Thanks Gib!!! Glad you enjoyed it! 
I've raised about 40 Tilapia to harvest size (about 1-2lbs.) in the past with some still in the deep freeze, but the one with the plants currently has gold fish that are about 1/2lbs each that I raised from Walmart 1" long "feeder" goldfish just to keep the system working.







If you want to be able to eat the fish.... then I have read about people who have raised trout in colder climates, and some have tried bluegill, bass and other local types. Availability and hardiness to the area are important. The system is cyclic and works in this way.....










I may try catfish in the new one I just finished this season. Being southern by birth and upbringing we love to fry them rolled in cornmeal!!! Yum, yum!!!


----------



## e~shot (Jun 3, 2010)

Perry, this one is awesome, thanks for sharing with us, I m going to learn more about this.


----------



## A+ Slingshots (Jan 22, 2010)

e~shot said:


> Perry, this one is awesome, thanks for sharing with us, I m going to learn more about this.


Thanks ES.... You are most welcome..... please do!!! It can be a great productive way to provide some extra fresh healthy food as well as the relaxing aspects of gardening fun.


----------



## Gib (Sep 21, 2010)

Forgot to ask Perry, How long does it take for Tilapia to grow to eatable size normally?

With our fridged winters I dont think it would be possible for me to do this but it would be neat!

Oh and also you never need to clean that water correct? The plants take care of it completely?

Cheers


----------



## A+ Slingshots (Jan 22, 2010)

Archer46176 said:


> I have a friend from college that now lives in Oklahoma and he is a huge aquaponics nut... He has been trying to convert me and is very close to doing so. But I have so many things on the front burners these days it is hard to fit anything on the back burners...lol... He did show me some dirt farming methods I found really interesting though and may give a go, they were potatoe boxes... you start out with 1- 2"x6"x 3' square box and as the tater plant starts to grow you just add more levels. Once the tater plant is ready to harvest you just pull all the levels off and pull the taters out instead of digging them. I know it's not aquaponics or even hydroponics but still kinda cool...lol...
> I saw the goat in one of your vids and I kinda figured you had to have some gardening going on somewhere there...
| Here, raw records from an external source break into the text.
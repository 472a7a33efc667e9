mod registry;
mod selectors;

pub use registry::{Capability, ModelRegistry, ModelSpec};
pub use selectors::{ModelSelection, ModelSelector};
use std::fs;
use std::io::{self, ErrorKind, Write};
use std::path::{Path, PathBuf};

use anyhow::{bail, Context, Result};
use clap::{Args, Parser, Subcommand};
use retouch_contracts::commands::{
    parse_line, LineIntent, SessionAction, ToolKind, HELP_COMMANDS,
};
use retouch_contracts::events::{payload, EventWriter};
use retouch_contracts::models::Capability;
use retouch_contracts::session::{BatchStatus, SessionStore};
use retouch_contracts::{Hotspot, ImageBlob, Region, Selection};
use retouch_engine::compositor::{parse_color, ExportFormat, ShadowSpec, TextOverlay};
use retouch_engine::voice::{
    FileMicrophone, GatewayIntentInterpreter, IntentInterpreter, KeywordInterpreter,
    RelayTranscriber,
};
use retouch_engine::{
    EditRequest, EngineConfig, SessionController, VoiceAction, VoiceOutcome, VoicePipeline,
};
use serde_json::json;

#[derive(Debug, Parser)]
#[command(name = "retouch", version, about = "Photo retouching from the terminal")]
struct Cli {
    #[command(flatten)]
    global: GlobalArgs,
    #[command(subcommand)]
    command: Command,
}

#[derive(Debug, Args)]
struct GlobalArgs {
    /// Directory holding session.json and events.jsonl.
    #[arg(long, global = true)]
    state_dir: Option<PathBuf>,
    #[arg(long, global = true)]
    events: Option<PathBuf>,
    #[arg(long, global = true)]
    image_model: Option<String>,
    #[arg(long, global = true)]
    text_model: Option<String>,
}

#[derive(Debug, Subcommand)]
enum Command {
    /// Start a new single-image session from a file.
    Open { path: PathBuf },
    /// Apply a tool to the current image.
    Edit(EditArgs),
    /// Draw a caption onto the current image.
    Text(TextArgs),
    Undo,
    Redo,
    Status,
    /// Suggest titles for the current image (costs a credit).
    Titles,
    /// Write the current image to a file (.png or .jpg).
    Export(ExportArgs),
    /// Apply one tool to several images in order.
    Batch(BatchArgs),
    /// Run a recorded voice command.
    Voice { audio: PathBuf },
    /// Discard the current session.
    New,
    Refill,
    /// Interactive session.
    Shell,
}

#[derive(Debug, Args)]
struct EditArgs {
    tool: String,
    /// Instruction, style, factor or colour, depending on the tool.
    arg: Vec<String>,
    /// Limit retouch/erase to a circle: x,y,radius in image pixels.
    #[arg(long, conflicts_with = "region")]
    hotspot: Option<String>,
    /// Limit retouch/erase to a rectangle: x,y,width,height in image pixels.
    #[arg(long)]
    region: Option<String>,
    /// Reference image for retouch.
    #[arg(long)]
    reference: Option<PathBuf>,
    /// Also write the result here.
    #[arg(long)]
    out: Option<PathBuf>,
}

#[derive(Debug, Args)]
struct TextArgs {
    text: String,
    #[arg(long, default_value_t = 50.0)]
    x: f64,
    #[arg(long, default_value_t = 85.0)]
    y: f64,
    /// Font size in percent of the image width.
    #[arg(long, default_value_t = 6.0)]
    size: f64,
    #[arg(long, default_value = "#ffffff")]
    color: String,
    /// `none`, `outline [colour]`, or a CSS-like `2px 2px 4px #000`.
    #[arg(long, default_value = "outline")]
    shadow: String,
    #[arg(long, default_value = "sans-serif")]
    font: String,
    #[arg(long)]
    out: Option<PathBuf>,
}

#[derive(Debug, Args)]
struct ExportArgs {
    out: PathBuf,
    /// JPEG quality in [0.1, 1.0]; ignored for PNG.
    #[arg(long, default_value_t = 0.92)]
    quality: f32,
}

#[derive(Debug, Args)]
struct BatchArgs {
    #[arg(long)]
    tool: String,
    #[arg(long, default_value = "")]
    arg: String,
    /// Directory for processed images.
    #[arg(long)]
    out: PathBuf,
    #[arg(required = true)]
    images: Vec<PathBuf>,
}

fn main() {
    match run() {
        Ok(code) => std::process::exit(code),
        Err(err) => {
            eprintln!("retouch error: {err:#}");
            std::process::exit(1);
        }
    }
}

fn run() -> Result<i32> {
    let cli = Cli::parse();
    let config = engine_config(&cli.global);
    let mut session = open_session(&config)?;
    match cli.command {
        Command::Open { path } => {
            session.upload_path(&path)?;
            print_status(&session);
        }
        Command::Edit(args) => run_edit(&mut session, args)?,
        Command::Text(args) => run_text(&mut session, args)?,
        Command::Undo => {
            if !session.undo()? {
                println!("Nothing to undo.");
            }
            print_status(&session);
        }
        Command::Redo => {
            if !session.redo()? {
                println!("Nothing to redo.");
            }
            print_status(&session);
        }
        Command::Status => print_status(&session),
        Command::Titles => {
            for (idx, title) in session.suggest_titles()?.iter().enumerate() {
                println!("{}. {title}", idx + 1);
            }
            println!("Credits: {}", session.credits());
        }
        Command::Export(args) => {
            let written = export_to(&mut session, &args.out, args.quality)?;
            println!("Wrote {}", written.display());
        }
        Command::Batch(args) => return run_batch(&mut session, args),
        Command::Voice { audio } => run_voice(&mut session, &config, &audio)?,
        Command::New => {
            session.new_session();
            println!("Session cleared. Credits: {}", session.credits());
        }
        Command::Refill => println!("Credits: {}", session.refill_credits()),
        Command::Shell => run_shell(&mut session, &config)?,
    }
    Ok(0)
}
Absolutely Archer!!!! That works great on taters!! We have gardened the last few years by enjoying square foot gardening and aquponics.
When we moved recently all my animals and garden area had to be left behind. I'm back to where I started years ago... Raising all sorts of food in containers and now my small Aquaponic systems.... It's not quite the same, but it's nice still yet.


----------



## Gib (Sep 21, 2010)

See previous post thanks Perry!


----------



## A+ Slingshots (Jan 22, 2010)

Gib said:


> Forgot to ask Perry, How long does it take for Tilapia to grow to eatable size normally?
> 
> With our fridged winters I dont think it would be possible for me to do this but it would be neat!
> 
> ...


It takes all season..... from about now till about Nov. but I also kept some through Jan or Feb. Some put their systems in small green houses in the north. Even I have to use a large submersible aquarium heater from time to time because Tilapia love heat.
Now for you Gib I would recommend trout!!! They should do well in the colder climate.
No cleaning of the water..... only adding water as evaporation takes place and checking and adjusting pH as necessary. The plants take care of keeping it perfectly healthy for the fish. This system can accommodate 12 fully grown Tilapia.


----------



## PandaMan (Oct 14, 2010)

Well you've got me really interested now. Our family aren't very well off (we never are, no working parents, etc.) and prices for food only seem to be going upwards. What is involved in making an aquaponic system? What kind of water pump do you need to buy and how much do they usually cost? I'd love to start doing this, but I need lots of advice first









PandaMan


----------



## Gib (Sep 21, 2010)

Yea Perry, I think you got alot of us interested in this now! Any good links for us to get started?

Cheers


----------



## PandaMan (Oct 14, 2010)

Gib said:


> Yea Perry, I think you got alot of us interested in this now! Any good links for us to get started?
> 
> Cheers


I did some looking and backyardaquaponics.com seems quite good, especially the second section down on the home page - "Aquaponic Information".


----------